**YOUR ASSIGNMENT:** In the data below, how many lines include the string "marks"? Give only the number.

**EXERCISE DATA:**
■ ■ ■
//! Symbol sampling over one frame region

use crate::error::FilmboxError;
use crate::frame::{Region, RegionKind, SymbolGrid};
use crate::geometry::Transform;
use crate::image::ImageView;
use crate::painter::Painter;

/// Reads the symbols of a single region
///
/// A sampler borrows its region from the frame descriptor; it owns nothing
/// but its grid resolution.
#[derive(Debug, Clone, Copy)]
pub struct Sampler<'a> {
    kind: RegionKind,
    region: &'a Region,
}

impl<'a> Sampler<'a> {
    /// Bind a sampler to `region`
    pub fn new(kind: RegionKind, region: &'a Region) -> Self {
        Self { kind, region }
    }

    /// Which region this sampler reads
    pub fn kind(&self) -> RegionKind {
        self.kind
    }

    /// Grid resolution
    pub fn grid(&self) -> &SymbolGrid {
        &self.region.grid
    }

    /// Sample every symbol in row-major order
    ///
    /// Each cell center is mapped through `transform`, read with bilinear
    /// interpolation and quantized to the grid's level count. A cell center
    /// that falls off the image is an error; nothing is returned for the
    /// region in that case.
    pub fn sample(
        &self,
        image: &ImageView<'_>,
        transform: &Transform,
        painter: &mut dyn Painter,
    ) -> Result<Vec<u8>, FilmboxError> {
        let grid = &self.region.grid;
        let mut symbols = Vec::with_capacity(grid.symbol_count());

        for row in 0..grid.rows {
            for column in 0..grid.columns {
                let p = transform.apply(self.region.cell_center(column, row));
                if !image.contains(p.x, p.y) {
                    return Err(FilmboxError::SamplingOutOfBounds {
                        x: p.x,
                        y: p.y,
                        width: image.width,
                        height: image.height,
                    });
                }
                let symbol = quantize(image.sample_bilinear(p.x, p.y), grid.bits_per_symbol);
                painter.draw_point(self.kind, p, symbol);
                symbols.push(symbol);
            }
        }

        Ok(symbols)
    }
}

/// Intensity printed for `symbol` at the given depth (0 is black)
pub fn symbol_intensity(symbol: u8, bits_per_symbol: u8) -> u8 {
    let max = ((1u16 << bits_per_symbol) - 1) as f32;
    ((symbol as f32).min(max) * 255.0 / max).round() as u8
}

/// Nearest symbol for a sampled intensity
pub fn quantize(intensity: f32, bits_per_symbol: u8) -> u8 {
    let max = ((1u16 << bits_per_symbol) - 1) as f32;
    (intensity.clamp(0.0, 255.0) * max / 255.0).round() as u8
}
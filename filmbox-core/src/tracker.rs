//! Frame tracking: align a captured frame and sample its three regions

use crate::cornermark::{AnalogParams, CornerMarkLocator};
use crate::error::FilmboxError;
use crate::frame::{FrameDescriptor, RegionKind};
use crate::geometry::Transform;
use crate::image::ImageView;
use crate::painter::{NullPainter, Painter};
use crate::sampler::Sampler;
use serde::{Deserialize, Serialize};

#[cfg(feature = "logging")]
use tracing::{debug, error, warn};

/// How the captured image relates to nominal frame coordinates
#[derive(Debug, Clone, Copy, PartialEq, Default, Serialize, Deserialize)]
#[serde(tag = "mode", rename_all = "snake_case")]
pub enum TrackingMode {
    /// Synthetic image already in frame coordinates; no alignment
    #[default]
    Simulated,
    /// Physically captured image; corner marks are located first
    Analog(AnalogParams),
}

/// Raw symbol streams of one tracked frame
#[derive(Debug, Clone, PartialEq)]
pub struct TrackedFrame {
    /// Metadata region symbols, row-major
    pub metadata: Vec<u8>,
    /// Content region symbols, row-major
    pub content: Vec<u8>,
    /// Calibration bar symbols, row-major
    pub calibration: Vec<u8>,
    /// Nominal-to-image transform used for sampling
    pub transform: Transform,
}

/// A tracking session bound to one frame layout
///
/// Owns one sampler per region. The descriptor is borrowed and may be shared
/// with other trackers running on other threads.
#[derive(Debug)]
pub struct FrameTracker<'a> {
    frame: &'a FrameDescriptor,
    metadata_sampler: Sampler<'a>,
    content_sampler: Sampler<'a>,
    calibration_sampler: Sampler<'a>,
    transform: Transform,
    faulted: bool,
}

impl<'a> FrameTracker<'a> {
    /// Validate `frame` and build the three samplers
    pub fn new(frame: &'a FrameDescriptor) -> Result<Self, FilmboxError> {
        frame.validate()?;

        Ok(Self {
            frame,
            metadata_sampler: Sampler::new(RegionKind::Metadata, &frame.metadata),
            content_sampler: Sampler::new(RegionKind::Content, &frame.content),
            calibration_sampler: Sampler::new(RegionKind::CalibrationBar, &frame.calibration_bar),
            transform: Transform::identity(),
            faulted: false,
        })
    }

    /// Layout this tracker samples
    pub fn frame(&self) -> &'a FrameDescriptor {
        self.frame
    }

    /// Transform applied on the most recent successful track
    pub fn last_transform(&self) -> &Transform {
        &self.transform
    }

    /// Whether an earlier geometry mismatch has ended the session
    pub fn is_faulted(&self) -> bool {
        self.faulted
    }

    /// Track one captured frame
    pub fn track_frame(
        &mut self,
        image: &ImageView<'_>,
        mode: &TrackingMode,
    ) -> Result<TrackedFrame, FilmboxError> {
        self.track_frame_with_painter(image, mode, &mut NullPainter)
    }

    /// Track one captured frame, reporting overlay primitives to `painter`
    ///
    /// In analog mode an alignment failure returns before any region is
    /// sampled. A sample falling off the image faults the tracker: later
    /// calls return [`FilmboxError::TrackerFaulted`].
    pub fn track_frame_with_painter(
        &mut self,
        image: &ImageView<'_>,
        mode: &TrackingMode,
        painter: &mut dyn Painter,
    ) -> Result<TrackedFrame, FilmboxError> {
        if self.faulted {
            return Err(FilmboxError::TrackerFaulted);
        }

        let transform = match mode {
            TrackingMode::Simulated => Transform::identity(),
            TrackingMode::Analog(params) => self.align(image, params, painter)?,
        };

        match self.sample_all(image, &transform, painter) {
            Ok(tracked) => {
                self.transform = transform;
                Ok(tracked)
            }
            Err(e) => {
                if matches!(e, FilmboxError::SamplingOutOfBounds { .. }) {
                    #[cfg(feature = "logging")]
                    error!("Sampling left the image, faulting tracker session: {}", e);
                    self.faulted = true;
                }
                Err(e)
            }
        }
    }

    fn align(
        &self,
        image: &ImageView<'_>,
        params: &AnalogParams,
        painter: &mut dyn Painter,
    ) -> Result<Transform, FilmboxError> {
        let locator = CornerMarkLocator::new(*params);
        match locator.locate(image, self.frame, painter) {
            Ok(t) => {
                #[cfg(feature = "logging")]
                debug!(
                    "Aligned frame: offset ({:.2}, {:.2}), scale {:.4}, rotation {:.4}",
                    t.offset().x,
                    t.offset().y,
                    t.scale(),
                    t.rotation()
                );
                Ok(t)
            }
            Err(e) => {
                #[cfg(feature = "logging")]
                warn!("Frame alignment failed: {}", e);
                Err(e)
            }
        }
    }

    fn sample_all(
        &self,
        image: &ImageView<'_>,
        transform: &Transform,
        painter: &mut dyn Painter,
    ) -> Result<TrackedFrame, FilmboxError> {
        #[cfg(feature = "logging")]
        debug!(
            "Sampling {} + {} + {} symbols from {}x{} image",
            self.metadata_sampler.grid().symbol_count(),
            self.content_sampler.grid().symbol_count(),
            self.calibration_sampler.grid().symbol_count(),
            image.width,
            image.height
        );

        Ok(TrackedFrame {
            metadata: self.metadata_sampler.sample(image, transform, painter)?,
            content: self.content_sampler.sample(image, transform, painter)?,
            calibration: self.calibration_sampler.sample(image, transform, painter)?,
            transform: *transform,
        })
    }
}
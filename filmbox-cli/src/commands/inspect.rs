use crate::config::FormatConfig;
use anyhow::Result;
use colored::*;
use filmbox_core::RegionKind;

/// Validate the configured frame layout and print it
pub fn execute(config: &str) -> Result<()> {
    let config = FormatConfig::load(config)?;
    let frame = config.frame.descriptor();

    println!("\n=== Frame Layout ===");
    println!("Frame size:         {}x{}", frame.width, frame.height);
    for kind in RegionKind::ALL {
        let region = frame.region(kind);
        println!(
            "{:<19} {}x{} at ({}, {}), {}x{} symbols of {} bit(s)",
            format!("{}:", kind.as_str()),
            region.rect.width,
            region.rect.height,
            region.rect.x,
            region.rect.y,
            region.grid.columns,
            region.grid.rows,
            region.grid.bits_per_symbol
        );
    }
    let marks = &frame.corner_marks;
    println!(
        "Corner marks:       {}px, inset {}, quiet zone {}",
        marks.size, marks.inset, marks.quiet_zone
    );

    match frame.validate() {
        Ok(()) => {
            println!("{} Layout is valid", "✓".green());
            Ok(())
        }
        Err(e) => {
            println!("{} {}", "✗".red(), e);
            Err(e.into())
        }
    }
}
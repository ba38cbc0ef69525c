//! Library entry for filmbox-cli used by integration tests and embedding.

pub mod commands;
pub mod config;
pub mod imageio;

// Re-export commands for convenience
pub use commands::*;
pub use config::{FormatConfig, FrameLayout};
■ ■ ■
**ANSWER TO THE EXERCISE:** 4